Gov. Jorge Teixeira: Dedé Almeida usa redes sociais e diz porque perdeu a função de vereador

Na eleição de 2024 Dedé Almeida obteve 255 votos, conseguindo uma cadeira no legislativo municipal.

Nas redes sociais, o agora ex-vereador Dedé Almeida, União Brasil, utilizou seus perfis para explicar à população de Gov. Jorge Teixeira que a cassação do seu mandato ocorreu em decorrência da decisão judicial relacionada à cota de gênero. Segundo ele, a medida não teve como fundamento sua atuação no exercício do mandato, mas sim a anulação do Demonstrativo de Regularidade dos Atos Partidários (DRAP) ou da chapa proporcional, em razão de erros constatados. Na eleição de 2024 Dedé Almeida obteve 255 votos, conseguindo uma das nove cadeiras no legislativo municipal.

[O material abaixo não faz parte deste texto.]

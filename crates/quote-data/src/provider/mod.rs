//! 시장 데이터 제공자.
//!
//! 업스트림 시장 데이터 제공자는 전부 [`QuoteProvider`] 트레이트 뒤에
//! 있습니다. `StockService`는 구체 제공자를 알지 못하며, 테스트는
//! 픽스처/카운팅 구현으로 서비스를 검증합니다.

mod fixture;
mod yahoo;

pub use fixture::FixtureProvider;
pub use yahoo::YahooProvider;

use async_trait::async_trait;
use quote_core::{ChartInterval, ChartPeriod, QuoteResult, TickerSymbol};

use crate::model::{ChartPoint, CompanyProfile, DividendPayment, FinancialSummary, StockInfo};

/// 시장 데이터 제공자 인터페이스.
///
/// 모든 메서드는 "찾을 수 없음"을 `QuoteError::NotFound`로 표현합니다.
/// 배당이 없는 종목의 배당 이력만 예외적으로 빈 목록입니다 (종목은
/// 존재하므로).
#[async_trait]
pub trait QuoteProvider: Send + Sync {
    /// 제공자 이름 (로그/헬스 체크용).
    fn name(&self) -> &'static str;

    /// 시세 스냅샷 조회.
    ///
    /// 변동폭/변동률 필드는 서비스가 다시 계산하므로 채우지 않아도
    /// 됩니다.
    async fn fetch_quote(&self, symbol: &TickerSymbol) -> QuoteResult<StockInfo>;

    /// OHLCV 시계열 조회 (타임스탬프 오름차순).
    async fn fetch_history(
        &self,
        symbol: &TickerSymbol,
        period: ChartPeriod,
        interval: ChartInterval,
    ) -> QuoteResult<Vec<ChartPoint>>;

    /// 최근 기간 재무 요약 조회.
    async fn fetch_financials(&self, symbol: &TickerSymbol) -> QuoteResult<FinancialSummary>;

    /// 배당 지급 이력 조회 (날짜 오름차순, 최근 10년 범위).
    async fn fetch_dividends(&self, symbol: &TickerSymbol) -> QuoteResult<Vec<DividendPayment>>;

    /// 회사 프로필 조회.
    ///
    /// `description`(한글)은 비워둘 수 있으며, 이 경우 서비스가 번역을
    /// 수행합니다.
    async fn fetch_profile(&self, symbol: &TickerSymbol) -> QuoteResult<CompanyProfile>;
}
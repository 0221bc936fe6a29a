//! 인증 라우트.
//!
//! # 엔드포인트
//!
//! - `POST /auth/register` - 회원가입
//! - `POST /auth/login` - 로그인 (bearer 토큰 발급)
//! - `GET /auth/me` - 현재 사용자 조회

use axum::{
    extract::State,
    routing::{get, post},
    Json, Router,
};
use serde::Deserialize;
use std::sync::Arc;
use tracing::info;
use utoipa::ToSchema;

use crate::auth::{AuthService, JwtAuth, LoginData};
use crate::error::{ApiError, ApiResult};
use crate::repository::User;
use crate::response::ApiResponse;
use crate::state::AppState;

/// 회원가입 요청.
#[derive(Debug, Deserialize, ToSchema)]
pub struct RegisterRequest {
    /// 사용자 이름 (유니크)
    pub username: String,
    /// 이메일 (선택, 유니크)
    pub email: Option<String>,
    /// 비밀번호 (평문, 저장 전 해싱)
    pub password: String,
}

/// 로그인 요청.
#[derive(Debug, Deserialize, ToSchema)]
pub struct LoginRequest {
    /// 사용자 이름
    pub username: String,
    /// 비밀번호
    pub password: String,
}

/// 회원가입.
///
/// POST /auth/register
#[utoipa::path(
    post,
    path = "/auth/register",
    tag = "auth",
    request_body = RegisterRequest,
    responses(
        (status = 200, description = "생성된 사용자", body = User),
        (status = 400, description = "중복 사용자 이름/이메일 또는 약한 비밀번호"),
        (status = 503, description = "데이터베이스 미설정")
    )
)]
pub async fn register(
    State(state): State<Arc<AppState>>,
    Json(body): Json<RegisterRequest>,
) -> ApiResult<Json<ApiResponse<User>>> {
    let pool = state
        .db_pool
        .as_ref()
        .ok_or_else(ApiError::database_unavailable)?;

    let user = AuthService::create_user(
        pool,
        &body.username,
        body.email.as_deref(),
        &body.password,
    )
    .await?;

    info!(username = %user.username, "New user registered");

    Ok(Json(ApiResponse::with_message(
        user,
        "User registered successfully",
    )))
}

/// 로그인.
///
/// POST /auth/login
#[utoipa::path(
    post,
    path = "/auth/login",
    tag = "auth",
    request_body = LoginRequest,
    responses(
        (status = 200, description = "bearer 토큰과 사용자 요약", body = LoginData),
        (status = 401, description = "잘못된 자격 증명"),
        (status = 503, description = "데이터베이스 미설정")
    )
)]
pub async fn login(
    State(state): State<Arc<AppState>>,
    Json(body): Json<LoginRequest>,
) -> ApiResult<Json<ApiResponse<LoginData>>> {
    let pool = state
        .db_pool
        .as_ref()
        .ok_or_else(ApiError::database_unavailable)?;

    let data = AuthService::login_user(pool, &state.auth, &body.username, &body.password).await?;

    Ok(Json(ApiResponse::with_message(data, "Login successful")))
}

/// 현재 로그인한 사용자 정보 조회.
///
/// GET /auth/me
#[utoipa::path(
    get,
    path = "/auth/me",
    tag = "auth",
    security(("bearer_token" = [])),
    responses(
        (status = 200, description = "현재 사용자", body = User),
        (status = 401, description = "토큰 없음/만료/무효"),
        (status = 503, description = "데이터베이스 미설정")
    )
)]
pub async fn me(
    State(state): State<Arc<AppState>>,
    JwtAuth(claims): JwtAuth,
) -> ApiResult<Json<ApiResponse<User>>> {
    let pool = state
        .db_pool
        .as_ref()
        .ok_or_else(ApiError::database_unavailable)?;

    let user = AuthService::get_user_by_username(pool, &claims.sub)
        .await?
        .ok_or_else(|| ApiError::unauthorized("사용자를 찾을 수 없습니다"))?;

    Ok(Json(ApiResponse::ok(user)))
}

/// 인증 라우터 생성.
pub fn auth_router() -> Router<Arc<AppState>> {
    Router::new()
        .route("/register", post(register))
        .route("/login", post(login))
        .route("/me", get(me))
}

#[cfg(test)]
mod tests {
    use super::*;
    use crate::state::create_fixture_state;
    use axum::body::Body;
    use axum::http::{header, Request, StatusCode};
    use tower::ServiceExt;

    fn app() -> Router {
        auth_router().with_state(create_fixture_state())
    }

    #[tokio::test]
    async fn test_register_without_database_is_503() {
        let response = app()
            .oneshot(
                Request::builder()
                    .method("POST")
                    .uri("/register")
                    .header(header::CONTENT_TYPE, "application/json")
                    .body(Body::from(
                        r#"{"username": "tester", "password": "abcd1234"}"#,
                    ))
                    .unwrap(),
            )
            .await
            .unwrap();

        assert_eq!(response.status(), StatusCode::SERVICE_UNAVAILABLE);
    }

    #[tokio::test]
    async fn test_me_without_token_is_401_with_challenge() {
        let response = app()
            .oneshot(Request::builder().uri("/me").body(Body::empty()).unwrap())
            .await
            .unwrap();

        assert_eq!(response.status(), StatusCode::UNAUTHORIZED);
        assert_eq!(
            response.headers().get(header::WWW_AUTHENTICATE).unwrap(),
            "Bearer"
        );
    }

    #[tokio::test]
    async fn test_me_with_garbage_token_is_401() {
        let response = app()
            .oneshot(
                Request::builder()
                    .uri("/me")
                    .header(header::AUTHORIZATION, "Bearer not.a.token")
                    .body(Body::empty())
                    .unwrap(),
            )
            .await
            .unwrap();

        assert_eq!(response.status(), StatusCode::UNAUTHORIZED);
    }
}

A legislação brasileira exige que os partidos políticos reservem o percentual mínimo de candidaturas de cada sexo nas eleições proporcionais. Quando a Justiça Eleitoral conclui que houve candidaturas fictícias destinada apenas a cumprir formalmente essa exigência, a consequência pode ser a cassação de toda a chapa proporcional, com a anulação dos votos recebidos pelo partido. Nesses casos, vereadores eleitos pela legenda podem perder seus mandatos, ainda que não tenham participado da decisão do partido, conforme a decisão judicial.

O caso reforça a importância do cumprimento das regras eleitorais e da observância da cota de gênero, criada para promover maior participação das mulheres na política e garantir a legitimidade do processo eleitoral.

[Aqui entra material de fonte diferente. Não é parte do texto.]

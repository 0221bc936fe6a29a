//! 주식 대시보드 API 서버.
//!
//! Axum 기반 REST API 서버를 시작합니다.
//! 시세/차트/재무/검색 엔드포인트와 회원가입/로그인 인증 플로우를
//! 제공합니다.

use std::sync::Arc;
use std::time::Duration;

use axum::{Extension, Router};
use sqlx::postgres::PgPoolOptions;
use tower_http::cors::{AllowOrigin, CorsLayer};
use tower_http::timeout::TimeoutLayer;
use tower_http::trace::TraceLayer;
use tracing::{error, info, warn};

use quote_api::auth::JwtConfig;
use quote_api::openapi::swagger_ui_router;
use quote_api::repository::UserRepository;
use quote_api::routes::create_api_router;
use quote_api::state::AppState;
use quote_core::{init_logging, AppConfig, DataConfig};
use quote_data::{FixtureProvider, QuoteCache, QuoteProvider, StockService, YahooProvider};

/// 시장 데이터 제공자 선택.
///
/// `USE_LIVE_QUOTES=true`면 Yahoo Finance 제공자를 사용하고,
/// 그렇지 않거나 생성에 실패하면 픽스처 제공자로 대체합니다.
fn create_provider(config: &DataConfig) -> Arc<dyn QuoteProvider> {
    if config.use_live_quotes {
        match YahooProvider::new() {
            Ok(provider) => {
                info!("Yahoo Finance data provider initialized");
                return Arc::new(provider);
            }
            Err(e) => {
                error!(error = %e, "실시세 제공자 생성 실패, 픽스처 데이터로 대체");
            }
        }
    } else {
        warn!("USE_LIVE_QUOTES not set, using fixture data provider");
    }

    Arc::new(FixtureProvider::new())
}

/// CORS 미들웨어 구성.
///
/// `CORS_ORIGINS` 환경변수가 설정되어 있으면 해당 origin만 허용합니다.
/// 설정되지 않으면 개발 모드로 간주하여 모든 origin을 허용합니다.
fn cors_layer() -> CorsLayer {
    let allow_origin = match std::env::var("CORS_ORIGINS") {
        Ok(origins) if !origins.is_empty() => {
            let origins: Vec<_> = origins
                .split(',')
                .filter_map(|s| s.trim().parse().ok())
                .collect();

            if origins.is_empty() {
                warn!("CORS_ORIGINS is set but contains no valid origins, allowing any");
                AllowOrigin::any()
            } else {
                info!("CORS configured with {} allowed origins", origins.len());
                AllowOrigin::list(origins)
            }
        }
        _ => {
            warn!("CORS_ORIGINS not set, allowing any origin (development mode)");
            AllowOrigin::any()
        }
    };

    CorsLayer::new()
        .allow_origin(allow_origin)
        .allow_methods([
            axum::http::Method::GET,
            axum::http::Method::POST,
            axum::http::Method::OPTIONS,
        ])
        .allow_headers([
            axum::http::header::CONTENT_TYPE,
            axum::http::header::AUTHORIZATION,
            axum::http::header::ACCEPT,
        ])
        .max_age(Duration::from_secs(3600))
}

/// 전체 라우터 생성.
fn create_router(state: Arc<AppState>, jwt_secret: String) -> Router {
    create_api_router()
        .with_state(state)
        // OpenAPI 문서 및 Swagger UI
        .merge(swagger_ui_router())
        // JWT 추출기용 비밀 키
        .layer(Extension(JwtConfig { secret: jwt_secret }))
        .layer(TraceLayer::new_for_http())
        // 전역 타임아웃 (30초)
        .layer(TimeoutLayer::new(Duration::from_secs(30)))
        .layer(cors_layer())
}

#[tokio::main]
async fn main() -> Result<(), Box<dyn std::error::Error>> {
    // .env 파일 로드 (있는 경우)
    let _ = dotenvy::dotenv();

    // 설정 로드 및 tracing 초기화
    let config = AppConfig::from_env();
    init_logging(&config.logging)?;

    info!("Starting Stock Dashboard API server...");

    let addr = config.server.socket_addr().map_err(|e| {
        error!(
            host = %config.server.host,
            port = config.server.port,
            error = %e,
            "소켓 주소 설정이 유효하지 않습니다. API_HOST, API_PORT 환경변수를 확인하세요."
        );
        e
    })?;

    // 데이터 서비스 구성 (제공자 + 캐시)
    let provider = create_provider(&config.data);
    let cache = Arc::new(QuoteCache::new(config.data.cache_capacity));
    let stock_service = StockService::new(provider, cache, &config.data);

    let mut state = AppState::new(stock_service, config.auth.clone());

    // DB 연결 설정 (DATABASE_URL 환경변수에서)
    if let Some(database_url) = &config.database.url {
        match PgPoolOptions::new()
            .max_connections(config.database.max_connections)
            .acquire_timeout(Duration::from_secs(config.database.acquire_timeout_secs))
            .connect(database_url)
            .await
        {
            Ok(pool) => {
                // 연결 테스트
                if sqlx::query("SELECT 1").fetch_one(&pool).await.is_ok() {
                    info!("Connected to PostgreSQL successfully");

                    // 사용자 테이블 생성 (없는 경우)
                    if let Err(e) = UserRepository::ensure_schema(&pool).await {
                        error!(error = %e, "사용자 테이블 생성 실패");
                    }

                    state = state.with_db_pool(pool);
                } else {
                    error!("Failed to verify database connection");
                }
            }
            Err(e) => {
                error!("Failed to connect to database: {}", e);
            }
        }
    } else {
        warn!("DATABASE_URL not set, auth endpoints will be disabled");
    }

    let state = Arc::new(state);

    info!(
        version = %state.version,
        has_db = state.db_pool.is_some(),
        provider = state.stock_service.provider_name(),
        "Application state initialized"
    );

    // 라우터 생성
    let app = create_router(state, config.auth.jwt_secret.clone());

    // 서버 시작
    info!(%addr, "API server listening");
    info!("Swagger UI available at http://{}/swagger-ui", addr);
    info!("OpenAPI spec at http://{}/api-docs/openapi.json", addr);

    let listener = tokio::net::TcpListener::bind(addr).await?;

    axum::serve(listener, app)
        .with_graceful_shutdown(shutdown_signal())
        .await?;

    info!("Server stopped gracefully");

    Ok(())
}

/// Graceful shutdown 시그널 대기.
///
/// Ctrl+C 또는 SIGTERM 시그널을 수신하면 반환합니다.
async fn shutdown_signal() {
    let ctrl_c = async {
        tokio::signal::ctrl_c()
            .await
            .expect("Failed to install Ctrl+C handler");
    };

    #[cfg(unix)]
    let terminate = async {
        tokio::signal::unix::signal(tokio::signal::unix::SignalKind::terminate())
            .expect("Failed to install signal handler")
            .recv()
            .await;
    };

    #[cfg(not(unix))]
    let terminate = std::future::pending::<()>();

    tokio::select! {
        _ = ctrl_c => {
            warn!("Received Ctrl+C, initiating graceful shutdown...");
        }
        _ = terminate => {
            warn!("Received SIGTERM, initiating graceful shutdown...");
        }
    }
}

A cota de gênero é uma medida adotada em muitos países, incluindo o Brasil, para promover a igualdade de representação entre homens e mulheres na política. Essa cota estabelece que um percentual mínimo de candidatos em eleições deve ser de um dos gêneros, geralmente 30% para o gênero menos representado.

Quando um vereador perde o cargo devido à cota de gênero, isso pode ocorrer por algumas razões:

  1. Sub-representação: Se um partido não cumprir a cota de gênero ao apresentar suas candidaturas, ele pode ter suas candidaturas impugnadas ou até mesmo perder vagas conquistadas.

  2. Desempate de Candidaturas: Em casos onde há uma disputa acirrada entre candidatos de um mesmo partido, se a cota não for respeitada, o partido pode perder a vaga do candidato que não se encaixa na exigência de gênero.

  3. Ações Judiciais: Se houver denúncias ou ações judiciais que provem que um partido não respeitou as cotas, isso pode levar à anulação de votos ou à perda do cargo por parte do vereador.

Um exemplo prático: se um partido elegeu um vereador homem, mas não apresentou candidatas mulheres suficientes, e uma ação judicial é movida, o vereador pode perder o cargo se a justiça determinar que a cota não foi respeitada.

Esses mecanismos visam garantir que as mulheres tenham uma representação mais justa na política, promovendo uma democracia mais equitativa.